[Input for this task]

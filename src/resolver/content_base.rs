//! Content-base normalization

use crate::args::CliValue;
use crate::options::ContentBase;
use crate::paths::{is_absolute_url, resolve_from};
use serde_json::Value;
use std::path::Path;

/// Normalize a CLI content-base value.
///
/// Checks run in order: list of directories, single digit (a port), anything
/// that is not an absolute URL (a directory under `base_dir`), negated flag
/// (disabled). Absolute URLs and a bare `true` pass through unchanged.
pub fn normalize_content_base(value: &CliValue, base_dir: &Path) -> ContentBase {
    match value {
        CliValue::List(entries) => ContentBase::Paths(
            entries
                .iter()
                .map(|entry| resolve_from(base_dir, entry))
                .collect(),
        ),
        CliValue::Bool(false) => ContentBase::Disabled,
        CliValue::Bool(true) => ContentBase::Opaque(Value::Bool(true)),
        CliValue::Text(_) | CliValue::Int(_) => {
            let raw = value.to_text();
            if let Some(port) = single_digit(&raw) {
                ContentBase::Port(port)
            } else if !is_absolute_url(&raw) {
                ContentBase::Path(resolve_from(base_dir, &raw))
            } else {
                ContentBase::Url(raw)
            }
        }
    }
}

fn single_digit(raw: &str) -> Option<u16> {
    let mut chars = raw.chars();
    match (chars.next(), chars.next()) {
        (Some(c), None) => c.to_digit(10).and_then(|d| u16::try_from(d).ok()),
        _ => None,
    }
}
//! Configuration sources, lowest precedence first.

pub mod environment;
pub mod global_file;
pub mod workspace_file;
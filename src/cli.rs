//! CLI domain: parse, route, help, output, and presentation only.
//! No resolution logic; the route table dispatches to the resolver and formatters.

mod help;
mod output;
mod parse;
mod presentation;
mod route;

pub use help::command_name;
pub use output::map_error;
pub use parse::{Cli, Commands, ServerFlags};
pub use presentation::{
    format_build_json, format_context_json, format_context_text, format_options_json,
    format_options_text,
};
pub use route::{CommandOutput, RunContext};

[/Input for this task]

**Exercise goal**
When a line of the records has the word "filename", pick it out and copy it.

**The answer**
filename src/resolver/content_base.rs
filename src/cli.rs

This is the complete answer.